#### GOAL OF THE EXERCISE:
The records beneath should be restated word for word.

#### MATERIAL FOR THE TASK:
//! HTTP plumbing shared by token exchanges and API requests.
//!
//! Token exchanges run through [`TokenHttpClient`], a seam that lets callers swap the transport
//! while still reporting the response status and `Retry-After` hint through a
//! [`ResponseMetadataSlot`]. API requests always use [`ReqwestHttpClient`] directly.

// std
use std::ops::Deref;
// crates.io
use oauth2::{AsyncHttpClient, HttpClientError, HttpRequest, HttpResponse};
use reqwest::header::{ACCEPT, HeaderMap, HeaderValue, RETRY_AFTER};
use time::{Duration, OffsetDateTime, format_description::well_known::Rfc2822};
// self
use crate::_prelude::*;

/// Transport able to perform token exchanges on behalf of a
/// [`ClientCredentialsProvider`](crate::oauth::ClientCredentialsProvider).
///
/// Every exchange asks for a fresh handle bound to its own [`ResponseMetadataSlot`]. A handle
/// clears the slot before sending and fills it as soon as a status line arrives, so error mapping
/// can tell a rejected exchange from a network failure.
pub trait TokenHttpClient
where
	Self: 'static + Send + Sync,
{
	/// Error produced by the underlying transport.
	type TransportError: 'static + Send + Sync + StdError;

	/// Per-exchange [`AsyncHttpClient`] handle.
	type Handle: for<'c> AsyncHttpClient<
			'c,
			Error = HttpClientError<Self::TransportError>,
			Future: 'c + Send,
		>
		+ 'static
		+ Send
		+ Sync;

	/// Returns a handle that reports into `slot`.
	fn with_metadata(&self, slot: ResponseMetadataSlot) -> Self::Handle;
}

/// Status and back-off hint of the last token endpoint response.
#[derive(Clone, Debug, Default, PartialEq, Eq)]
pub struct ResponseMetadata {
	/// HTTP status code, once a response arrived.
	pub status: Option<u16>,
	/// Delay requested through `Retry-After`.
	pub retry_after: Option<Duration>,
}
impl ResponseMetadata {
	/// Captures `status` together with the `Retry-After` hint found in `headers`.
	pub fn from_response(status: u16, headers: &HeaderMap) -> Self {
		Self { status: Some(status), retry_after: parse_retry_after(headers) }
	}
}

/// Shared cell through which a handle hands [`ResponseMetadata`] back to the provider.
#[derive(Clone, Debug, Default)]
pub struct ResponseMetadataSlot(Arc<Mutex<Option<ResponseMetadata>>>);
impl ResponseMetadataSlot {
	/// Overwrites the slot with `meta`.
	pub fn store(&self, meta: ResponseMetadata) {
		self.0.lock().replace(meta);
	}

	/// Empties the slot, returning what it held.
	pub fn take(&self) -> Option<ResponseMetadata> {
		self.0.lock().take()
	}
}

/// Reqwest client used for every API request and, by default, for token exchanges.
#[derive(Clone, Default)]
pub struct ReqwestHttpClient(pub ReqwestClient);
impl ReqwestHttpClient {
	/// Wraps a preconfigured reqwest client.
	pub fn with_client(client: ReqwestClient) -> Self {
		Self(client)
	}
}
impl Deref for ReqwestHttpClient {
	type Target = ReqwestClient;

	fn deref(&self) -> &Self::Target {
		&self.0
	}
}
impl Debug for ReqwestHttpClient {
	fn fmt(&self, f: &mut Formatter) -> FmtResult {
		f.write_str("ReqwestHttpClient(..)")
	}
}
impl TokenHttpClient for ReqwestHttpClient {
	type Handle = ReqwestExchange;
	type TransportError = ReqwestError;

	fn with_metadata(&self, slot: ResponseMetadataSlot) -> Self::Handle {
		ReqwestExchange { client: self.0.clone(), slot }
	}
}

/// Token exchange handle produced by [`ReqwestHttpClient`].
///
/// Requests leave with `Accept: */*`, which the token endpoint expects.
#[derive(Clone)]
pub struct ReqwestExchange {
	client: ReqwestClient,
	slot: ResponseMetadataSlot,
}
impl ReqwestExchange {
	async fn execute(&self, mut request: HttpRequest) -> Result<HttpResponse, ReqwestError> {
		request.headers_mut().insert(ACCEPT, HeaderValue::from_static("*/*"));

		self.slot.take();

		let request = reqwest::Request::try_from(request)?;
		let response = self.client.execute(request).await?;
		let status = response.status();
		let headers = response.headers().clone();

		self.slot.store(ResponseMetadata::from_response(status.as_u16(), &headers));

		let body = response.bytes().await?;
		let mut reply = HttpResponse::new(body.to_vec());

		*reply.status_mut() = status;
		*reply.headers_mut() = headers;

		Ok(reply)
	}
}
impl<'c> AsyncHttpClient<'c> for ReqwestExchange {
	type Error = HttpClientError<ReqwestError>;
	type Future =
		Pin<Box<dyn Future<Output = Result<HttpResponse, Self::Error>> + 'c + Send + Sync>>;

	fn call(&'c self, request: HttpRequest) -> Self::Future {
		Box::pin(async move {
			self.execute(request).await.map_err(|err| HttpClientError::Reqwest(Box::new(err)))
		})
	}
}

/// Reads `Retry-After` as delta-seconds or an RFC 2822 date; past dates yield `None`.
pub(crate) fn parse_retry_after(headers: &HeaderMap) -> Option<Duration> {
	let raw = headers.get(RETRY_AFTER)?.to_str().ok()?.trim();

	match raw.parse::<i64>() {
		Ok(seconds) if seconds >= 0 => Some(Duration::seconds(seconds)),
		Ok(_) => None,
		Err(_) => OffsetDateTime::parse(raw, &Rfc2822)
			.ok()
			.map(|moment| moment - OffsetDateTime::now_utc())
			.filter(|delay| delay.is_positive()),
	}
}

#[cfg(test)]
mod tests {
	// self
	use super::*;

	fn headers(retry_after: &'static str) -> HeaderMap {
		let mut headers = HeaderMap::new();

		headers.insert(RETRY_AFTER, HeaderValue::from_static(retry_after));

		headers
	}

	#[test]
	fn retry_after_reads_delta_seconds() {
		assert_eq!(parse_retry_after(&headers("12")), Some(Duration::seconds(12)));
		assert_eq!(parse_retry_after(&headers(" 3 ")), Some(Duration::seconds(3)));
	}

	#[test]
	fn retry_after_discards_past_dates_and_garbage() {
		assert_eq!(parse_retry_after(&HeaderMap::new()), None);
		assert_eq!(parse_retry_after(&headers("Wed, 21 Oct 2015 07:28:00 GMT")), None);
		assert_eq!(parse_retry_after(&headers("soon")), None);
		assert_eq!(parse_retry_after(&headers("-5")), None);
	}

	#[test]
	fn metadata_captures_status_and_hint() {
		let meta = ResponseMetadata::from_response(429, &headers("7"));

		assert_eq!(meta.status, Some(429));
		assert_eq!(meta.retry_after, Some(Duration::seconds(7)));
	}

	#[test]
	fn slot_hands_metadata_over_once() {
		let slot = ResponseMetadataSlot::default();

		slot.store(ResponseMetadata { status: Some(503), retry_after: None });

		assert_eq!(slot.take().and_then(|meta| meta.status), Some(503));
		assert_eq!(slot.take(), None);
	}
}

#### REPLY:
//! HTTP plumbing shared by token exchanges and API requests.
//!
//! Token exchanges run through [`TokenHttpClient`], a seam that lets callers swap the transport
//! while still reporting the response status and `Retry-After` hint through a
//! [`ResponseMetadataSlot`]. API requests always use [`ReqwestHttpClient`] directly.

// std
use std::ops::Deref;
// crates.io
use oauth2::{AsyncHttpClient, HttpClientError, HttpRequest, HttpResponse};
use reqwest::header::{ACCEPT, HeaderMap, HeaderValue, RETRY_AFTER};
use time::{Duration, OffsetDateTime, format_description::well_known::Rfc2822};
// self
use crate::_prelude::*;

/// Transport able to perform token exchanges on behalf of a
/// [`ClientCredentialsProvider`](crate::oauth::ClientCredentialsProvider).
///
/// Every exchange asks for a fresh handle bound to its own [`ResponseMetadataSlot`]. A handle
/// clears the slot before sending and fills it as soon as a status line arrives, so error mapping
/// can tell a rejected exchange from a network failure.
pub trait TokenHttpClient
where
	Self: 'static + Send + Sync,
{
	/// Error produced by the underlying transport.
	type TransportError: 'static + Send + Sync + StdError;

	/// Per-exchange [`AsyncHttpClient`] handle.
	type Handle: for<'c> AsyncHttpClient<
			'c,
			Error = HttpClientError<Self::TransportError>,
			Future: 'c + Send,
		>
		+ 'static
		+ Send
		+ Sync;

	/// Returns a handle that reports into `slot`.
	fn with_metadata(&self, slot: ResponseMetadataSlot) -> Self::Handle;
}

/// Status and back-off hint of the last token endpoint response.
#[derive(Clone, Debug, Default, PartialEq, Eq)]
pub struct ResponseMetadata {
	/// HTTP status code, once a response arrived.
	pub status: Option<u16>,
	/// Delay requested through `Retry-After`.
	pub retry_after: Option<Duration>,
}
impl ResponseMetadata {
	/// Captures `status` together with the `Retry-After` hint found in `headers`.
	pub fn from_response(status: u16, headers: &HeaderMap) -> Self {
		Self { status: Some(status), retry_after: parse_retry_after(headers) }
	}
}

/// Shared cell through which a handle hands [`ResponseMetadata`] back to the provider.
#[derive(Clone, Debug, Default)]
pub struct ResponseMetadataSlot(Arc<Mutex<Option<ResponseMetadata>>>);
impl ResponseMetadataSlot {
	/// Overwrites the slot with `meta`.
	pub fn store(&self, meta: ResponseMetadata) {
		self.0.lock().replace(meta);
	}

	/// Empties the slot, returning what it held.
	pub fn take(&self) -> Option<ResponseMetadata> {
		self.0.lock().take()
	}
}

/// Reqwest client used for every API request and, by default, for token exchanges.
#[derive(Clone, Default)]
pub struct ReqwestHttpClient(pub ReqwestClient);
impl ReqwestHttpClient {
	/// Wraps a preconfigured reqwest client.
	pub fn with_client(client: ReqwestClient) -> Self {
		Self(client)
	}
}
impl Deref for ReqwestHttpClient {
	type Target = ReqwestClient;

	fn deref(&self) -> &Self::Target {
		&self.0
	}
}
impl Debug for ReqwestHttpClient {
	fn fmt(&self, f: &mut Formatter) -> FmtResult {
		f.write_str("ReqwestHttpClient(..)")
	}
}
impl TokenHttpClient for ReqwestHttpClient {
	type Handle = ReqwestExchange;
	type TransportError = ReqwestError;

	fn with_metadata(&self, slot: ResponseMetadataSlot) -> Self::Handle {
		ReqwestExchange { client: self.0.clone(), slot }
	}
}

/// Token exchange handle produced by [`ReqwestHttpClient`].
///
/// Requests leave with `Accept: */*`, which the token endpoint expects.
#[derive(Clone)]
pub struct ReqwestExchange {
	client: ReqwestClient,
	slot: ResponseMetadataSlot,
}
impl ReqwestExchange {
	async fn execute(&self, mut request: HttpRequest) -> Result<HttpResponse, ReqwestError> {
		request.headers_mut().insert(ACCEPT, HeaderValue::from_static("*/*"));

		self.slot.take();

		let request = reqwest::Request::try_from(request)?;
		let response = self.client.execute(request).await?;
		let status = response.status();
		let headers = response.headers().clone();

		self.slot.store(ResponseMetadata::from_response(status.as_u16(), &headers));

		let body = response.bytes().await?;
		let mut reply = HttpResponse::new(body.to_vec());

		*reply.status_mut() = status;
		*reply.headers_mut() = headers;

		Ok(reply)
	}
}
impl<'c> AsyncHttpClient<'c> for ReqwestExchange {
	type Error = HttpClientError<ReqwestError>;
	type Future =
		Pin<Box<dyn Future<Output = Result<HttpResponse, Self::Error>> + 'c + Send + Sync>>;

	fn call(&'c self, request: HttpRequest) -> Self::Future {
		Box::pin(async move {
			self.execute(request).await.map_err(|err| HttpClientError::Reqwest(Box::new(err)))
		})
	}
}

/// Reads `Retry-After` as delta-seconds or an RFC 2822 date; past dates yield `None`.
pub(crate) fn parse_retry_after(headers: &HeaderMap) -> Option<Duration> {
	let raw = headers.get(RETRY_AFTER)?.to_str().ok()?.trim();

	match raw.parse::<i64>() {
		Ok(seconds) if seconds >= 0 => Some(Duration::seconds(seconds)),
		Ok(_) => None,
		Err(_) => OffsetDateTime::parse(raw, &Rfc2822)
			.ok()
			.map(|moment| moment - OffsetDateTime::now_utc())
			.filter(|delay| delay.is_positive()),
	}
}

#[cfg(test)]
mod tests {
	// self
	use super::*;

	fn headers(retry_after: &'static str) -> HeaderMap {
		let mut headers = HeaderMap::new();

		headers.insert(RETRY_AFTER, HeaderValue::from_static(retry_after));

		headers
	}

	#[test]
	fn retry_after_reads_delta_seconds() {
		assert_eq!(parse_retry_after(&headers("12")), Some(Duration::seconds(12)));
		assert_eq!(parse_retry_after(&headers(" 3 ")), Some(Duration::seconds(3)));
	}

	#[test]
	fn retry_after_discards_past_dates_and_garbage() {
		assert_eq!(parse_retry_after(&HeaderMap::new()), None);
		assert_eq!(parse_retry_after(&headers("Wed, 21 Oct 2015 07:28:00 GMT")), None);
		assert_eq!(parse_retry_after(&headers("soon")), None);
		assert_eq!(parse_retry_after(&headers("-5")), None);
	}

	#[test]
	fn metadata_captures_status_and_hint() {
		let meta = ResponseMetadata::from_response(429, &headers("7"));

		assert_eq!(meta.status, Some(429));
		assert_eq!(meta.retry_after, Some(Duration::seconds(7)));
	}

	#[test]
	fn slot_hands_metadata_over_once() {
		let slot = ResponseMetadataSlot::default();

		slot.store(ResponseMetadata { status: Some(503), retry_after: None });

		assert_eq!(slot.take().and_then(|meta| meta.status), Some(503));
		assert_eq!(slot.take(), None);
	}
}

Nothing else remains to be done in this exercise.